また、現役農家が発信するSNSや、農家のリアルな声がわかるメディアを見ることもすすめています。その中で 「マイナビ農業」は栽培技術や新規就農者へのインタビュー、経営のノウハウなどが掲載されていることから「いろんな角度から農業について知ることができる」サイトとして触れられています。他にも松本自然農園を営む松本直之 (まつもと・なおゆき)さんのYouTube チャンネル「農Tube委員会 」などが紹介されています。
イメージがつかめたら、実際に農業をスタート。本書では「レンタル農園」や「週末農業」、庭やベランダでの家庭菜園など、今の暮らしをしながらでも始められることを紹介しています。
情報を集め、さらに農業を深めよう
より本格的に農業に参入するためのステップも紹介。「農業インターンシップ」や「週末農業アルバイト」など、プロから学ぶ方法を伝えています。
また、将来的に独立を考えているなら、農業法人への就職も一つの方法。本書でまとめられている農業法人への就職の仕方や、転職時のアドバイスはきっと役立つことでしょう。
さらに、情報が取りやすいイベントとして紹介されているのが「新・農業人フェア」。さまざまな団体が相談ブースを出展しており、目的に応じて効率的に情報を収集することができます。
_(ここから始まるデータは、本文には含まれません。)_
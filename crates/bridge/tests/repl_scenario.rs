//! End-to-end: host bridge + REPL server + callback queue over real sockets.

use std::io::{BufRead, BufReader, Write};
use std::net::{SocketAddr, TcpStream};
use std::thread;
use std::time::{Duration, Instant};

use prepl_bridge::{
    CallbackQueue, HostBridge, HostState, HostValue, IdleCallback, InitGuard, InitOutcome,
    MapHost, Mode, ReplRuntime, ServerConfig, TickScheduler,
};
use prepl_protocol::{EvalResultMessage, ServerMessage, WelcomeMessage};

/// Stand-in for an editor's idle notification.
#[derive(Default)]
struct EditorLoop {
    subscribers: Vec<IdleCallback<MapHost>>,
}

impl EditorLoop {
    fn tick(&mut self, host: &mut MapHost) {
        for callback in self.subscribers.iter_mut() {
            callback(host);
        }
    }
}

impl TickScheduler<MapHost> for EditorLoop {
    fn subscribe_idle(&mut self, callback: IdleCallback<MapHost>) {
        self.subscribers.push(callback);
    }
}

struct Client {
    stream: TcpStream,
    reader: BufReader<TcpStream>,
    next_id: u64,
}

impl Client {
    fn connect(addr: SocketAddr) -> (Self, WelcomeMessage) {
        let stream = TcpStream::connect(addr).unwrap();
        stream.set_read_timeout(Some(Duration::from_secs(10))).unwrap();
        let reader = BufReader::new(stream.try_clone().unwrap());
        let mut client = Self {
            stream,
            reader,
            next_id: 0,
        };
        match client.recv() {
            ServerMessage::Welcome(w) => (client, w),
            other => panic!("Expected Welcome, got {:?}", other),
        }
    }

    fn recv(&mut self) -> ServerMessage {
        let mut line = String::new();
        self.reader.read_line(&mut line).unwrap();
        serde_json::from_str(&line).unwrap()
    }

    fn eval(&mut self, code: &str) -> ServerMessage {
        self.next_id += 1;
        let msg = serde_json::json!({ "type": "eval", "id": self.next_id.to_string(), "code": code });
        writeln!(self.stream, "{}", msg).unwrap();
        self.recv()
    }

    fn eval_ok(&mut self, code: &str) -> EvalResultMessage {
        match self.eval(code) {
            ServerMessage::EvalResult(r) => r,
            other => panic!("Expected EvalResult for {:?}, got {:?}", code, other),
        }
    }
}

fn leak_guard() -> &'static InitGuard {
    Box::leak(Box::new(InitGuard::new()))
}

fn start_edit_bridge(
    host: &mut MapHost,
    editor: &mut EditorLoop,
) -> (HostBridge<MapHost>, CallbackQueue<MapHost>, SocketAddr) {
    let runtime = ReplRuntime::new(ServerConfig::default(), CallbackQueue::new());
    let queue = runtime.queue();
    let mut bridge = HostBridge::new(Mode::Edit, runtime.entry_points()).with_guard(leak_guard());

    let addr = match bridge.initialize(host, editor).unwrap() {
        InitOutcome::Started { addr } => addr,
        other => panic!("Expected Started, got {:?}", other),
    };
    // A second lifecycle hook firing is a no-op
    assert_eq!(
        bridge.initialize(host, editor).unwrap(),
        InitOutcome::AlreadyInitialized
    );
    assert_eq!(editor.subscribers.len(), 1);

    (bridge, queue, addr)
}

#[test]
fn eval_mutate_drain_and_independent_sessions() {
    let mut host = MapHost::new();
    let mut editor = EditorLoop::default();
    let (mut bridge, queue, addr) = start_edit_bridge(&mut host, &mut editor);

    let (mut first, welcome) = Client::connect(addr);
    assert_eq!(welcome.session, 1);
    assert_eq!(first.eval_ok("1 + 1").value.as_deref(), Some("2"));

    // Mutation is queued, not applied on the session thread
    let result = first.eval_ok("host:set('score', 10)");
    assert_eq!(result.deferred, 1);
    assert!(host.get("score").is_none());
    assert_eq!(queue.len(), 1);

    editor.tick(&mut host);
    assert_eq!(host.get("score"), Some(HostValue::Integer(10)));
    assert_eq!(host.writes(), 1);

    // Exactly once
    editor.tick(&mut host);
    assert_eq!(host.writes(), 1);

    first.eval_ok("x = 1");
    assert_eq!(first.eval_ok("x").value.as_deref(), Some("1"));
    drop(first);

    let (mut second, welcome) = Client::connect(addr);
    assert_eq!(welcome.session, 2);
    assert_eq!(second.eval_ok("x").value.as_deref(), Some("nil"));

    bridge.shutdown();
}

#[test]
fn host_reads_wait_for_the_next_tick() {
    let mut host = MapHost::new();
    host.set("level", HostValue::from("cave")).unwrap();
    let mut editor = EditorLoop::default();
    let (mut bridge, _queue, addr) = start_edit_bridge(&mut host, &mut editor);

    let client = thread::spawn(move || {
        let (mut client, _) = Client::connect(addr);
        client.eval_ok("host:get('level')").value
    });

    // The host keeps ticking; the session blocks only its own thread
    let deadline = Instant::now() + Duration::from_secs(10);
    while !client.is_finished() && Instant::now() < deadline {
        editor.tick(&mut host);
        thread::sleep(Duration::from_millis(5));
    }
    assert_eq!(client.join().unwrap().as_deref(), Some("cave"));

    bridge.shutdown();
}

#[test]
fn disconnect_does_not_disturb_other_sessions_or_queue() {
    let mut host = MapHost::new();
    let mut editor = EditorLoop::default();
    let (mut bridge, queue, addr) = start_edit_bridge(&mut host, &mut editor);

    let (mut a, _) = Client::connect(addr);
    let (mut b, _) = Client::connect(addr);

    a.eval_ok("host:set('from_a', true)");
    b.eval_ok("y = 7");
    drop(a);

    // Give the server a moment to notice the disconnect
    thread::sleep(Duration::from_millis(200));

    assert_eq!(queue.len(), 1);
    assert_eq!(b.eval_ok("y * 6").value.as_deref(), Some("42"));

    editor.tick(&mut host);
    assert_eq!(host.get("from_a"), Some(HostValue::Bool(true)));

    bridge.shutdown();
}

#[test]
fn erroring_eval_reports_and_keeps_session() {
    let mut host = MapHost::new();
    let mut editor = EditorLoop::default();
    let (mut bridge, _queue, addr) = start_edit_bridge(&mut host, &mut editor);

    let (mut client, _) = Client::connect(addr);
    match client.eval("host:set('t', {})") {
        ServerMessage::Error(e) => {
            assert_eq!(e.code, "eval_error");
            assert_eq!(e.id.as_deref(), Some("1"));
        }
        other => panic!("Expected Error, got {:?}", other),
    }
    assert_eq!(client.eval_ok("'still here'").value.as_deref(), Some("still here"));

    bridge.shutdown();
}

#[test]
fn failing_callback_does_not_block_the_batch() {
    let mut host = MapHost::new();
    let mut editor = EditorLoop::default();
    let (mut bridge, _queue, addr) = start_edit_bridge(&mut host, &mut editor);

    let (mut client, _) = Client::connect(addr);
    // MapHost rejects the empty key when the callback runs on the host
    let result = client.eval_ok("host:set('a', 1); host:set('', 2); host:set('b', 3)");
    assert_eq!(result.deferred, 3);

    editor.tick(&mut host);
    assert_eq!(host.get("a"), Some(HostValue::Integer(1)));
    assert_eq!(host.get("b"), Some(HostValue::Integer(3)));
    assert_eq!(host.len(), 2);

    bridge.shutdown();
}
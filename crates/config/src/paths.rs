// Well-known locations for settings and discovery files

use std::path::PathBuf;

/// Application directory name under the platform config/state roots.
pub const APP_DIR: &str = "prepl";

/// Directory holding `settings.json`.
pub fn config_dir() -> PathBuf {
    dirs::config_dir()
        .unwrap_or_else(|| PathBuf::from("."))
        .join(APP_DIR)
}

/// Platform-specific directory for server discovery files.
///
/// - Linux: `$XDG_STATE_HOME/prepl/servers` or `~/.local/state/prepl/servers`
/// - macOS: `~/Library/Application Support/prepl/servers`
/// - Windows: `%LOCALAPPDATA%\prepl\servers`
pub fn discovery_dir() -> PathBuf {
    #[cfg(target_os = "linux")]
    {
        let base = std::env::var("XDG_STATE_HOME")
            .map(PathBuf::from)
            .unwrap_or_else(|_| {
                dirs::home_dir()
                    .unwrap_or_else(|| PathBuf::from("/tmp"))
                    .join(".local/state")
            });
        base.join(APP_DIR).join("servers")
    }

    #[cfg(target_os = "macos")]
    {
        let base = dirs::data_dir().unwrap_or_else(|| {
            dirs::home_dir()
                .unwrap_or_else(|| PathBuf::from("/tmp"))
                .join("Library/Application Support")
        });
        base.join(APP_DIR).join("servers")
    }

    #[cfg(target_os = "windows")]
    {
        let base = dirs::data_local_dir().unwrap_or_else(|| {
            dirs::home_dir()
                .unwrap_or_else(|| PathBuf::from("C:\\"))
                .join("AppData\\Local")
        });
        base.join(APP_DIR).join("servers")
    }

    #[cfg(not(any(target_os = "linux", target_os = "macos", target_os = "windows")))]
    {
        std::env::temp_dir().join(APP_DIR).join("servers")
    }
}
本書では、農業法人に就職したいと考えている人はもちろん、独立して農業を始めたい人、農業の勉強をしたい人、農業に興味がある初心者など、それぞれ目的別にどのように情報を得ればいいかポイントを紹介しています。「新・農業人フェア」はかなり規模が大きいイベント。効率よく情報を集めるためにも、知りたい情報や参加する目的を整理して臨みましょう。
「農業を始めたい」と思ったらまず読んでみよう
未経験から農業を始める方が抱くよくある不安をふまえ、「自分のやりたい農業」をイメージするコツ、農地の借り方、国からの支援、独立自営就農や法人雇用就農など、多岐にわたる内容が書かれた本書。週末農業や家庭菜園などから無理のない範囲で「農のある暮らし」をしたい人、本格的に農業を営みたい人まで、「農業を始めたい」という多くの人に役立つことでしょう。「マイナビ農業」や「新・農業人フェア」などによる効率のよい情報収集術までを網羅しているため、具体的に動き出すきっかけの一つとして、本書を活用してみてはいかがでしょうか。